25 No problem?  Kvanvig (in DH-S): ‘… nothing about the hiddenness of God has the power to change the epistemic status of theism’  It is merely a special case of the problem of evil  If the evidence for/against God is equally balanced, and the theist can live with the problem of evil, she can live with hiddenness  And theists have knowingly done so for a long time: if it has epistemic import, this is ‘epiphenomenal’ (Kvanvig)

26 Weighing up the arguments  As with the problem of evil, these arguments aim to show how hiddenness and the existence of God might both be true  Religious traditions are unfazed by hiddenness  Are the arguments ad hoc, or do they follow from what the traditions say about God?

27 Weighing up the arguments  How should a disinterested observer react?  ‘You should have given us more evidence’ (Russell)  What evidence should we expect/would we accept?  Testimony of religious experience? ‘ … they have Moses and the prophets…’ (Luke 16)  What sort of evidence do we expect in other cases?

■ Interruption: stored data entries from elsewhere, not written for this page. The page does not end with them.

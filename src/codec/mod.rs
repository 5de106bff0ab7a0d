//! Stateless transforms over byte ranges: checksumming, compression, and
//! authenticated encryption.
//!
//! Nothing in this module owns durable state.  Every function takes the
//! payload, the extent coordinates (`version`, per-chunk nonce, byte
//! offset), and produces either transformed bytes or an explicit error the
//! pipelines turn into retry decisions.

mod checksum;
mod compress;
mod encrypt;

use snafu::Snafu;

pub use checksum::{checksum, rechecksum, verify};
pub use compress::{compress, decompress, decompress_inplace};
pub use encrypt::{encrypt, EncryptionKey};

/// Checksum algorithm stored in an extent's CRC descriptor.
#[derive(Clone, Copy, Debug, Default, PartialEq, Eq)]
pub enum CsumType {
    #[default]
    None,
    Crc32c,
    Crc64,
    /// Poly1305 over the ciphertext, keyed from the extent's ChaCha20
    /// keystream.  Only valid when encryption is enabled.
    ChachaPoly,
}

impl CsumType {
    /// Whether data carrying this checksum type is encrypted.
    pub fn is_authenticated(self) -> bool {
        matches!(self, CsumType::ChachaPoly)
    }
}

/// Compression algorithm stored in an extent's CRC descriptor.
#[derive(Clone, Copy, Debug, Default, PartialEq, Eq)]
pub enum CompressionType {
    #[default]
    None,
    Lz4,
    Gzip,
    Zstd,
}

/// A checksum value.  Smaller checksum types occupy `lo` only.
#[derive(Clone, Copy, Debug, Default, PartialEq, Eq)]
pub struct Csum {
    pub lo: u64,
    pub hi: u64,
}

impl Csum {
    pub(crate) fn from_u32(value: u32) -> Self {
        Csum {
            lo: u64::from(value),
            hi: 0,
        }
    }

    pub(crate) fn from_u64(value: u64) -> Self {
        Csum { lo: value, hi: 0 }
    }

    pub(crate) fn from_tag(tag: [u8; 16]) -> Self {
        Csum {
            lo: u64::from_le_bytes(tag[..8].try_into().expect("8-byte half")),
            hi: u64::from_le_bytes(tag[8..].try_into().expect("8-byte half")),
        }
    }
}

/// Coordinates that locate an extent's bytes in its write's keystream.
///
/// `version` is the filesystem-wide write version, never reused; every
/// version owns one keystream.  `chunk` is the sector offset of this
/// extent's stored payload within that keystream, advanced per encoded
/// chunk at write time, so splitting one payload into several extents
/// never reuses a keystream position.  Splicing and narrowing operations
/// must carry both through (adjusting `chunk` by exactly the sectors they
/// drop from the front).
#[derive(Clone, Copy, Debug, PartialEq, Eq)]
pub struct ExtentNonce {
    pub version: u64,
    pub chunk: u32,
}

impl ExtentNonce {
    pub fn new(version: u64, chunk: u32) -> Self {
        Self { version, chunk }
    }

    /// 96-bit ChaCha20 nonce of the version's data keystream; `chunk`
    /// contributes a position within the stream, not a distinct nonce.
    pub(crate) fn data_nonce(self) -> [u8; 12] {
        let mut nonce = [0u8; 12];
        nonce[..8].copy_from_slice(&self.version.to_le_bytes());
        nonce
    }

    /// Nonce for deriving the Poly1305 key.  Binds the chunk position and
    /// tags the top byte so MAC key material never overlaps the data
    /// keystream.
    pub(crate) fn mac_nonce(self) -> [u8; 12] {
        let mut nonce = [0u8; 12];
        nonce[..8].copy_from_slice(&self.version.to_le_bytes());
        nonce[8..].copy_from_slice(&self.chunk.to_le_bytes());
        nonce[11] |= 0x80;
        nonce
    }
}

/// Error produced by codec operations.
#[derive(Debug, Snafu)]
pub enum CodecError {
    /// The computed checksum did not match the stored one.  The caller
    /// decides whether to retry against a different replica.
    #[snafu(display(
        "checksum mismatch: calculated {:x?}, stored {:x?}",
        calculated,
        stored
    ))]
    ChecksumMismatch { calculated: Csum, stored: Csum },

    /// The payload could not be decompressed.  Fatal for the request.
    #[snafu(display("failed to decompress {:?} payload: {}", kind, reason))]
    Decompress {
        kind: CompressionType,
        reason: String,
    },

    /// An authenticated checksum was requested without an encryption key.
    #[snafu(display("chacha-poly checksum requires an encryption key"))]
    MissingKey,
}
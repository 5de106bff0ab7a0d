//! The allocator seam: reservations, open buckets, and write points.
//!
//! The data path consumes allocation as `reserve -> write point ->
//! append/done`; bucket selection policy lives behind this interface.  The
//! implementation here is a bump allocator over the member devices, enough
//! to exercise the pipelines and their accounting.

use std::{
    fmt,
    sync::atomic::{AtomicU64, Ordering},
    sync::Arc,
};

use snafu::Snafu;
use tracing::trace;

use crate::{
    config::SECTOR_SIZE,
    device::Device,
    extent::{DeviceId, DeviceSet, Pointer},
};

/// Error produced by reservation and allocation.
#[derive(Debug, Snafu)]
pub enum AllocError {
    /// Not enough unreserved space for the requested replicas.
    #[snafu(display(
        "out of space: {} sectors x {} replicas requested",
        sectors,
        replicas
    ))]
    NoSpace { sectors: u64, replicas: u32 },

    /// No eligible device could provide an open bucket without waiting,
    /// and the caller forbade waiting.
    #[snafu(display("allocation would block"))]
    WouldBlock,

    /// No device satisfies the placement constraints at all.
    #[snafu(display("no eligible devices for allocation"))]
    NoDevices,
}

struct AllocatorInner {
    devices: Vec<Arc<Device>>,
    /// Next unallocated sector per device.
    cursors: Vec<AtomicU64>,
    /// Sectors handed out to reservations and not yet released.
    reserved: AtomicU64,
    /// Sectors attached to extent pointers.
    committed: AtomicU64,
    capacity: u64,
    bucket_sectors: u64,
}

/// Allocates device space for the write pipeline.
pub struct Allocator {
    inner: Arc<AllocatorInner>,
}

impl Allocator {
    pub fn new(devices: Vec<Arc<Device>>, bucket_size: usize) -> Self {
        let capacity = devices.iter().map(|d| d.capacity_sectors()).sum();
        let cursors = devices.iter().map(|_| AtomicU64::new(0)).collect();
        Self {
            inner: Arc::new(AllocatorInner {
                devices,
                cursors,
                reserved: AtomicU64::new(0),
                committed: AtomicU64::new(0),
                capacity,
                bucket_sectors: (bucket_size / SECTOR_SIZE) as u64,
            }),
        }
    }

    /// Sectors not yet spoken for by a reservation or a pointer.
    pub fn sectors_available(&self) -> u64 {
        let inner = &self.inner;
        inner
            .capacity
            .saturating_sub(inner.reserved.load(Ordering::Acquire))
            .saturating_sub(inner.committed.load(Ordering::Acquire))
    }

    /// Reserves space for `sectors` of payload written `replicas` times.
    ///
    /// The reservation is released on drop; the write pipeline consumes it
    /// as pointers are attached.
    pub fn reserve(&self, sectors: u64, replicas: u32) -> Result<Reservation, AllocError> {
        let total = sectors * u64::from(replicas);
        let inner = &self.inner;
        let mut reserved = inner.reserved.load(Ordering::Acquire);
        loop {
            let in_use = reserved + inner.committed.load(Ordering::Acquire);
            if in_use + total > inner.capacity {
                return Err(AllocError::NoSpace { sectors, replicas });
            }
            match inner.reserved.compare_exchange_weak(
                reserved,
                reserved + total,
                Ordering::AcqRel,
                Ordering::Acquire,
            ) {
                Ok(_) => {
                    return Ok(Reservation {
                        remaining: total,
                        inner: Arc::clone(inner),
                    })
                }
                Err(actual) => reserved = actual,
            }
        }
    }

    /// Opens a write point: one open bucket on each of up to `nr_replicas`
    /// eligible devices.
    ///
    /// Placement honors `only` (restrict to these devices, when non-empty),
    /// `exclude`, `have` (devices already holding a copy), and `tier`.
    /// Returns fewer buckets than asked when the cluster cannot do better;
    /// the caller decides whether a degraded write is acceptable.
    pub fn alloc_sectors_start(
        &self,
        nr_replicas: u32,
        only: &[DeviceId],
        exclude: DeviceSet,
        have: DeviceSet,
        tier: Option<u8>,
        nowait: bool,
    ) -> Result<WritePoint, AllocError> {
        let inner = &self.inner;
        let mut candidates: Vec<usize> = (0..inner.devices.len())
            .filter(|&i| {
                let dev = &inner.devices[i];
                !dev.is_dying()
                    && !dev.is_evacuating()
                    && !exclude.contains(dev.id())
                    && !have.contains(dev.id())
                    && (only.is_empty() || only.contains(&dev.id()))
                    && tier.is_none_or(|t| dev.tier() == t)
            })
            .collect();

        // Fill the emptiest devices first; break ties by id so placement
        // is deterministic.
        candidates.sort_by_key(|&i| {
            (
                inner.cursors[i].load(Ordering::Acquire),
                inner.devices[i].id(),
            )
        });

        let mut buckets = Vec::new();
        for i in candidates {
            if buckets.len() as u32 == nr_replicas {
                break;
            }
            let dev = &inner.devices[i];
            let capacity = dev.capacity_sectors();
            let start = inner.cursors[i].fetch_add(inner.bucket_sectors, Ordering::AcqRel);
            if start >= capacity {
                // Device is full; the cursor stays past the end.
                continue;
            }
            let len = inner.bucket_sectors.min(capacity - start);
            buckets.push(OpenBucket {
                dev: dev.id(),
                gen: dev.generation(),
                start,
                used: 0,
                capacity: len,
            });
        }

        if buckets.is_empty() {
            return Err(if nowait {
                AllocError::WouldBlock
            } else {
                AllocError::NoDevices
            });
        }

        trace!(
            buckets = buckets.len(),
            requested = nr_replicas,
            "opened write point"
        );
        Ok(WritePoint { buckets })
    }

    /// Attaches one pointer per open bucket for a chunk of `sectors`
    /// stored sectors, advancing each bucket.
    pub fn alloc_sectors_append_ptrs(
        &self,
        write_point: &mut WritePoint,
        sectors: u32,
        cached: bool,
    ) -> Vec<Pointer> {
        let mut ptrs = Vec::with_capacity(write_point.buckets.len());
        for bucket in &mut write_point.buckets {
            debug_assert!(bucket.used + u64::from(sectors) <= bucket.capacity);
            ptrs.push(Pointer {
                dev: bucket.dev,
                offset: bucket.start + bucket.used,
                cached,
                gen: bucket.gen,
            });
            bucket.used += u64::from(sectors);
        }
        self.inner
            .committed
            .fetch_add(u64::from(sectors) * ptrs.len() as u64, Ordering::AcqRel);
        ptrs
    }

    /// Closes a write point.  Unused bucket tails are discarded.
    pub fn alloc_sectors_done(&self, write_point: WritePoint) {
        drop(write_point);
    }
}

impl fmt::Debug for Allocator {
    fn fmt(&self, f: &mut fmt::Formatter<'_>) -> fmt::Result {
        f.debug_struct("Allocator")
            .field("capacity", &self.inner.capacity)
            .field("reserved", &self.inner.reserved.load(Ordering::Relaxed))
            .field("committed", &self.inner.committed.load(Ordering::Relaxed))
            .finish()
    }
}

/// Space set aside for a write.  Consumed as pointers are attached;
/// whatever remains is released on drop.
pub struct Reservation {
    remaining: u64,
    inner: Arc<AllocatorInner>,
}

impl Reservation {
    /// Marks `sectors` of the reservation as turned into real pointers.
    pub fn consume(&mut self, sectors: u64) {
        let taken = sectors.min(self.remaining);
        self.remaining -= taken;
        self.inner.reserved.fetch_sub(taken, Ordering::AcqRel);
    }

    pub fn remaining(&self) -> u64 {
        self.remaining
    }
}

impl Drop for Reservation {
    fn drop(&mut self) {
        if self.remaining > 0 {
            self.inner.reserved.fetch_sub(self.remaining, Ordering::AcqRel);
        }
    }
}

impl fmt::Debug for Reservation {
    fn fmt(&self, f: &mut fmt::Formatter<'_>) -> fmt::Result {
        f.debug_struct("Reservation")
            .field("remaining", &self.remaining)
            .finish()
    }
}

/// An open bucket: a contiguous run of free sectors on one device.
#[derive(Clone, Debug)]
pub struct OpenBucket {
    pub dev: DeviceId,
    gen: u64,
    start: u64,
    used: u64,
    capacity: u64,
}

/// A set of open buckets a write streams into, one per replica.
#[derive(Clone, Debug)]
pub struct WritePoint {
    buckets: Vec<OpenBucket>,
}

impl WritePoint {
    /// Sectors every bucket can still take.
    pub fn free_sectors(&self) -> u64 {
        self.buckets
            .iter()
            .map(|b| b.capacity - b.used)
            .min()
            .unwrap_or(0)
    }

    pub fn nr_buckets(&self) -> usize {
        self.buckets.len()
    }

    pub fn devices(&self) -> impl Iterator<Item = DeviceId> + '_ {
        self.buckets.iter().map(|b| b.dev)
    }
}

#[cfg(test)]
mod tests {
    use std::time::Duration;

    use super::*;
    use crate::device::MemoryBackend;

    fn devices(n: u8, capacity: u64) -> Vec<Arc<Device>> {
        (0..n)
            .map(|id| Device::new(id, 0, MemoryBackend::new(capacity), Duration::from_millis(100)))
            .collect()
    }

    #[test]
    fn reserve_accounts_replicas() {
        let alloc = Allocator::new(devices(2, 1 << 20), 128 * 1024);
        let available = alloc.sectors_available();
        let res = alloc.reserve(100, 2).unwrap();
        assert_eq!(alloc.sectors_available(), available - 200);
        drop(res);
        assert_eq!(alloc.sectors_available(), available);
    }

    #[test]
    fn reserve_fails_past_capacity() {
        let alloc = Allocator::new(devices(1, 1 << 16), 4096);
        let err = alloc.reserve(1 << 20, 1).unwrap_err();
        assert!(matches!(err, AllocError::NoSpace { .. }));
    }

    #[test]
    fn write_point_spans_distinct_devices() {
        let alloc = Allocator::new(devices(3, 1 << 20), 128 * 1024);
        let mut wp = alloc
            .alloc_sectors_start(2, &[], DeviceSet::default(), DeviceSet::default(), None, false)
            .unwrap();
        assert_eq!(wp.nr_buckets(), 2);

        let ptrs = alloc.alloc_sectors_append_ptrs(&mut wp, 8, false);
        assert_eq!(ptrs.len(), 2);
        assert_ne!(ptrs[0].dev, ptrs[1].dev);

        let more = alloc.alloc_sectors_append_ptrs(&mut wp, 8, false);
        assert_eq!(more[0].offset, ptrs[0].offset + 8);
    }

    #[test]
    fn placement_honors_exclusions() {
        let alloc = Allocator::new(devices(3, 1 << 20), 128 * 1024);
        let mut exclude = DeviceSet::default();
        exclude.insert(0);
        exclude.insert(1);
        let wp = alloc
            .alloc_sectors_start(3, &[], exclude, DeviceSet::default(), None, false)
            .unwrap();
        let devs: Vec<_> = wp.devices().collect();
        assert_eq!(devs, vec![2]);
    }

    #[test]
    fn nowait_reports_would_block() {
        let alloc = Allocator::new(devices(1, 1 << 20), 128 * 1024);
        let mut exclude = DeviceSet::default();
        exclude.insert(0);
        let err = alloc
            .alloc_sectors_start(1, &[], exclude, DeviceSet::default(), None, true)
            .unwrap_err();
        assert!(matches!(err, AllocError::WouldBlock));
    }
}
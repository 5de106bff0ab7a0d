//! The move engine: rewriting live extents without losing concurrent
//! foreground updates.
//!
//! A pass iterates a key range, decides per extent whether it should move
//! (rereplicate, evacuate a device, tiering), reads the stored payload
//! verified-but-encoded, rewrites it through the write pipeline, and then
//! splices the new pointers into whatever the index holds now.  A
//! foreground write that got there first simply makes the region count as
//! raced; nothing a foreground writer did is ever overwritten.

use std::{
    collections::VecDeque,
    sync::atomic::{AtomicU64, Ordering},
    sync::Arc,
    time::{Duration, Instant},
};

use parking_lot::Mutex;
use snafu::Snafu;
use tokio::task::JoinHandle;
use tokio_util::sync::CancellationToken;
use tracing::{debug, instrument, trace};

use crate::{
    config::SECTOR_SIZE,
    counters::DataType,
    extent::{DeviceId, DeviceSet, ExtentKey, Pointer, Pos},
    read::{self, ReadError},
    write::{self, WriteFlags, WriteOp},
    Filesystem, IoOpts,
};

/// A key range over one inode's extents.
#[derive(Clone, Copy, Debug)]
pub struct KeyRange {
    pub inode: u64,
    pub start: u64,
    pub end: u64,
}

impl KeyRange {
    pub fn new(inode: u64, start: u64, end: u64) -> Self {
        Self { inode, start, end }
    }

    /// The whole of one inode's extents.
    pub fn inode(inode: u64) -> Self {
        Self::new(inode, 0, u64::MAX)
    }
}

/// A background data job, driven by [`Filesystem::data_job`].
#[derive(Clone, Copy, Debug)]
pub enum DataJob {
    /// Write missing replicas for extents below the replication goal.
    Rereplicate { range: KeyRange },
    /// Evacuate every extent pointing at a device so it can be removed.
    Migrate { dev: DeviceId, range: KeyRange },
    /// Ensure extents have a copy on the given tier.
    Tier { tier: u8, range: KeyRange },
}

impl DataJob {
    fn range(&self) -> KeyRange {
        match self {
            DataJob::Rereplicate { range }
            | DataJob::Migrate { range, .. }
            | DataJob::Tier { range, .. } => *range,
        }
    }
}

/// Knobs for one move pass.
#[derive(Clone, Debug, Default)]
pub struct MoveOptions {
    /// Observed between extents; in-flight work is drained, not aborted.
    pub cancel: Option<CancellationToken>,
    /// Throughput ceiling for payload bytes entering the pass.
    pub rate_limit_bytes_per_sec: Option<u64>,
}

/// Statistics for one completed pass.
#[derive(Clone, Copy, Debug, Default, PartialEq, Eq)]
pub struct JobStats {
    /// Extents whose rewrite committed (at least one spliced region).
    pub keys_moved: u64,
    /// Live sectors whose pointers were updated.
    pub sectors_moved: u64,
    /// Live sectors of every candidate extent the pass observed.
    pub sectors_seen: u64,
    /// Live sectors discarded because the index changed underneath us.
    pub sectors_raced: u64,
}

/// Error produced by a move pass.
#[derive(Debug, Snafu)]
pub enum MoveError {
    #[snafu(display("invalid migrate target: no device {}", dev))]
    InvalidTarget { dev: DeviceId },

    #[snafu(display("filesystem is read-only"))]
    ReadOnly,
}

/// What a candidate extent needs done, decided at snapshot time.
struct MovePlan {
    nr_replicas: u32,
    have: DeviceSet,
    exclude: DeviceSet,
    tier: Option<u8>,
    /// Device whose pointer the splice drops.
    drop_dev: Option<DeviceId>,
    /// The pointer this move is based on; the splice requires it to still
    /// be present at its expected offset.
    expect_ptr: Pointer,
    /// A cached pointer on the way out needs no rewrite, just a drop.
    drop_in_place: bool,
}

fn plan_for(fs: &Filesystem, job: &DataJob, key: &ExtentKey) -> Option<MovePlan> {
    let devs: DeviceSet = key.ptrs.iter().map(|p| p.dev).collect();
    match job {
        DataJob::Rereplicate { .. } => {
            let goal = fs.cfg.io_opts().replicas;
            let dirty = key.dirty_ptrs();
            if dirty == 0 || dirty >= goal {
                return None;
            }
            let expect_ptr = *key.ptrs.iter().find(|p| p.is_dirty())?;
            Some(MovePlan {
                nr_replicas: goal - dirty,
                have: devs,
                exclude: DeviceSet::default(),
                tier: None,
                drop_dev: None,
                expect_ptr,
                drop_in_place: false,
            })
        }
        DataJob::Migrate { dev, .. } => {
            let ptr = *key.ptr_for_device(*dev)?;
            let mut exclude = DeviceSet::default();
            exclude.insert(*dev);
            // A cached copy on the outgoing device has nothing to
            // preserve; dirty data gets a replacement replica first.
            let drop_in_place = ptr.cached && key.ptrs.len() > 1;
            Some(MovePlan {
                nr_replicas: 1,
                have: devs,
                exclude,
                tier: None,
                drop_dev: Some(*dev),
                expect_ptr: ptr,
                drop_in_place,
            })
        }
        DataJob::Tier { tier, .. } => {
            if key
                .ptrs
                .iter()
                .any(|p| fs.device(p.dev).tier() == *tier)
            {
                return None;
            }
            let expect_ptr = *key.ptrs.first()?;
            Some(MovePlan {
                nr_replicas: 1,
                have: devs,
                exclude: DeviceSet::default(),
                tier: Some(*tier),
                drop_dev: None,
                expect_ptr,
                drop_in_place: false,
            })
        }
    }
}

struct MovingIo {
    key: ExtentKey,
    plan: MovePlan,
    payload: Result<bytes::Bytes, ReadError>,
}

/// Runs one pass over the job's range.
#[instrument(skip_all, fields(job = ?job), level = "debug")]
pub(crate) async fn run(
    fs: &Arc<Filesystem>,
    job: DataJob,
    opts: MoveOptions,
) -> Result<JobStats, MoveError> {
    if fs.is_read_only() {
        return ReadOnlySnafu.fail();
    }
    if let DataJob::Migrate { dev, .. } = &job {
        if !fs.has_device(*dev) {
            return InvalidTargetSnafu { dev: *dev }.fail();
        }
        // New foreground writes must not land on the device while we
        // empty it, or the pass can never converge.
        fs.device(*dev).set_evacuating(true);
    }

    let range = job.range();
    let budget = fs.cfg.move_bytes_in_flight as u64;
    let limiter = opts.rate_limit_bytes_per_sec.map(RateLimiter::new);
    let in_flight = Arc::new(AtomicU64::new(0));
    // Reads ahead of their writes, in read-start order.  Writes are
    // drained from the front so index updates happen in ascending key
    // order.
    let mut pending: VecDeque<(u64, JoinHandle<MovingIo>)> = VecDeque::new();
    let mut stats = JobStats::default();

    let mut pos = range.start;
    while pos < range.end {
        if opts.cancel.as_ref().is_some_and(|c| c.is_cancelled()) {
            debug!("move pass observed stop request; draining in-flight work");
            break;
        }

        let Some(key) = fs.index.peek_next(range.inode, pos, range.end) else {
            break;
        };
        pos = key.end();

        let Some(plan) = plan_for(fs, &job, &key) else {
            continue;
        };
        stats.sectors_seen += u64::from(key.size);

        if plan.drop_in_place {
            drop_cached_pointer(fs, &key, &plan, &mut stats);
            continue;
        }

        let bytes = u64::from(key.stored_sectors()) * SECTOR_SIZE as u64;
        while in_flight.load(Ordering::Acquire) + bytes > budget && !pending.is_empty() {
            drain_one(fs, &mut pending, &in_flight, &mut stats).await;
        }
        if let Some(limiter) = &limiter {
            limiter.increment(bytes);
            let delay = limiter.delay();
            if !delay.is_zero() {
                tokio::time::sleep(delay).await;
            }
        }

        in_flight.fetch_add(bytes, Ordering::AcqRel);
        let read_fs = Arc::clone(fs);
        let prefer = Some(plan.expect_ptr.dev);
        let read_key = key.clone();
        let handle = tokio::spawn(async move {
            let payload = read::read_stored(&read_fs, &read_key, prefer).await;
            MovingIo {
                key: read_key,
                plan,
                payload,
            }
        });
        pending.push_back((bytes, handle));
    }

    while !pending.is_empty() {
        drain_one(fs, &mut pending, &in_flight, &mut stats).await;
    }

    Ok(stats)
}

/// Completes the oldest outstanding read and runs its write.
async fn drain_one(
    fs: &Arc<Filesystem>,
    pending: &mut VecDeque<(u64, JoinHandle<MovingIo>)>,
    in_flight: &Arc<AtomicU64>,
    stats: &mut JobStats,
) {
    let (bytes, handle) = pending.pop_front().expect("caller checked non-empty");
    let io = handle.await.expect("move read task panicked");
    match io.payload {
        Ok(payload) => {
            move_one(fs, &io.key, &io.plan, payload, stats).await;
        }
        Err(e) => {
            debug!(inode = io.key.inode, offset = io.key.offset, error = %e, "move read failed; skipping extent");
        }
    }
    in_flight.fetch_sub(bytes, Ordering::AcqRel);
}

/// Writes the replacement replicas for one extent and splices them in.
async fn move_one(
    fs: &Arc<Filesystem>,
    key: &ExtentKey,
    plan: &MovePlan,
    payload: bytes::Bytes,
    stats: &mut JobStats,
) {
    let mut op = WriteOp::new(
        Pos::new(key.inode, key.start()),
        IoOpts {
            csum: key.csum_type(),
            compression: key
                .crc
                .map_or(crate::codec::CompressionType::None, |crc| crc.compression),
            replicas: plan.nr_replicas,
        },
    );
    op.version = key.version;
    op.flags = WriteFlags::DATA_ENCODED
        | WriteFlags::PAGES_STABLE
        | WriteFlags::PAGES_OWNED
        | WriteFlags::NOMARK_REPLICAS;
    op.exclude = plan.exclude;
    op.have = plan.have;
    op.tier = plan.tier;
    op.encoded = key.crc;
    op.data_type = DataType::Relocated;

    let submitted = match write::encode_and_submit(fs, &op, payload).await {
        Ok(submitted) => submitted,
        Err(e) => {
            debug!(error = %e, "move write failed; skipping extent");
            return;
        }
    };
    if let Some(e) = submitted.error {
        debug!(error = %e, "move write degraded; skipping extent");
        return;
    }
    let Some(new_key) = submitted.keys.into_iter().next() else {
        return;
    };

    let moved = migrate_index_update(
        fs,
        &new_key,
        key,
        plan.expect_ptr.dev,
        plan.drop_dev,
        stats,
    );
    if moved {
        stats.keys_moved += 1;
        fs.counters.extent_migrate_done();
    } else {
        fs.counters.extent_migrate_raced();
    }
}

/// Drops a cached pointer from an extent without rewriting data.
fn drop_cached_pointer(fs: &Filesystem, key: &ExtentKey, plan: &MovePlan, stats: &mut JobStats) {
    let Some(drop_dev) = plan.drop_dev else { return };
    let mut updated = key.clone();
    updated.ptrs.retain(|p| p.dev != drop_dev);
    match fs.index.try_replace(key, Some(updated)) {
        Ok(()) => {
            stats.keys_moved += 1;
            stats.sectors_moved += u64::from(key.size);
            fs.counters.extent_migrate_done();
        }
        Err(_) => {
            stats.sectors_raced += u64::from(key.size);
            fs.counters.extent_migrate_raced();
        }
    }
}

/// Splices freshly-written pointers into the index without losing
/// concurrent foreground writes.
///
/// For each stored extent overlapping the new key: a changed version, a
/// non-data region, or a missing source pointer means a foreground write
/// got there first, and that region is accounted raced rather than
/// failed.  Otherwise both keys are cut to the overlap, the outgoing
/// pointer is dropped, and every new pointer whose device the stored
/// extent lacks is appended.  The commit is a compare-and-swap; a stale
/// snapshot retries the splice on that region only.
pub(crate) fn migrate_index_update(
    fs: &Filesystem,
    new_key: &ExtentKey,
    expect: &ExtentKey,
    expect_dev: DeviceId,
    drop_dev: Option<DeviceId>,
    stats: &mut JobStats,
) -> bool {
    let mut cur = new_key.start();
    let end = new_key.end();
    let mut any_moved = false;

    while cur < end {
        let Some(stored) = fs.index.peek_next(new_key.inode, cur, end) else {
            stats.sectors_raced += end - cur;
            break;
        };
        if stored.start() > cur {
            // The region in between was deleted out from under us.
            stats.sectors_raced += stored.start() - cur;
        }
        let overlap_start = cur.max(stored.start());
        let overlap_end = end.min(stored.end());
        let overlap = overlap_end - overlap_start;

        let expect_cut = expect.cut_to(overlap_start, overlap_end);
        let expected_ptr = expect_cut.ptr_for_device(expect_dev);
        let still_ours = stored.version == expect.version
            && expected_ptr.is_some_and(|exp| {
                stored
                    .ptr_for_device(exp.dev)
                    .is_some_and(|p| p.offset == exp.offset)
            });
        if !still_ours {
            trace!(
                offset = overlap_start,
                sectors = overlap,
                "migrate raced with foreground write"
            );
            stats.sectors_raced += overlap;
            cur = overlap_end;
            continue;
        }

        let new_piece = new_key.cut_to(overlap_start, overlap_end);
        let mut updated = stored.clone();
        if let Some(drop_dev) = drop_dev {
            updated.ptrs.retain(|p| p.dev != drop_dev);
        }
        let mut added = false;
        for ptr in &new_piece.ptrs {
            if !updated.has_device(ptr.dev) {
                updated.ptrs.push(*ptr);
                added = true;
            }
        }
        if !added {
            // A concurrent writer (or another pass) already produced our
            // replica.
            stats.sectors_raced += overlap;
            cur = overlap_end;
            continue;
        }

        fs.mark_replicas(&updated);
        let res = fs.journal.res_get();
        fs.journal.add_keys(&res, std::slice::from_ref(&updated));
        let committed = fs.index.try_replace(&stored, Some(updated));
        fs.journal.res_put(res);

        match committed {
            Ok(()) => {
                stats.sectors_moved += overlap;
                any_moved = true;
                cur = overlap_end;
            }
            Err(_) => {
                // Stale snapshot; retry the splice on this region.
                trace!(offset = overlap_start, "migrate commit raced, retrying region");
            }
        }
    }

    any_moved
}

/// Token-bucket throughput limiter for move passes.
struct RateLimiter {
    bytes_per_sec: u64,
    state: Mutex<LimiterState>,
}

struct LimiterState {
    /// Bytes owed beyond the budget.
    debt: f64,
    last: Instant,
}

impl RateLimiter {
    fn new(bytes_per_sec: u64) -> Self {
        Self {
            bytes_per_sec: bytes_per_sec.max(1),
            state: Mutex::new(LimiterState {
                debt: 0.0,
                last: Instant::now(),
            }),
        }
    }

    fn increment(&self, bytes: u64) {
        self.state.lock().debt += bytes as f64;
    }

    /// How long to wait before the budget covers the debt.
    fn delay(&self) -> Duration {
        let mut state = self.state.lock();
        let now = Instant::now();
        let earned = now.duration_since(state.last).as_secs_f64() * self.bytes_per_sec as f64;
        state.debt = (state.debt - earned).max(0.0);
        state.last = now;
        Duration::from_secs_f64(state.debt / self.bytes_per_sec as f64)
    }
}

More next week!

28 Reading  Seminar reading  Other reading as advised in list and  Penelhum, (1960) ‘Divine necessity’ Mind 69  Mann, ‘Necessity’ in Blackwell Companion…  Howard-Snyder, (1996) ‘The argument from divine hiddenness’ Canadian Journal of Philosophy  Schellenberg, (2008) ‘W hat divine hiddenness reveals …’ at  Van Inwagen, in Howard-Snyder & Moser  ‘Introduction’ to Howard-Snyder and Moser

29 Things to think about  Is hiddenness primarily a logical or an evidential issue?  Is it distinct from the problem of evil?  What would it be like if God was obvious to us?  Does this issue really help us decide whether there might be a God?  How?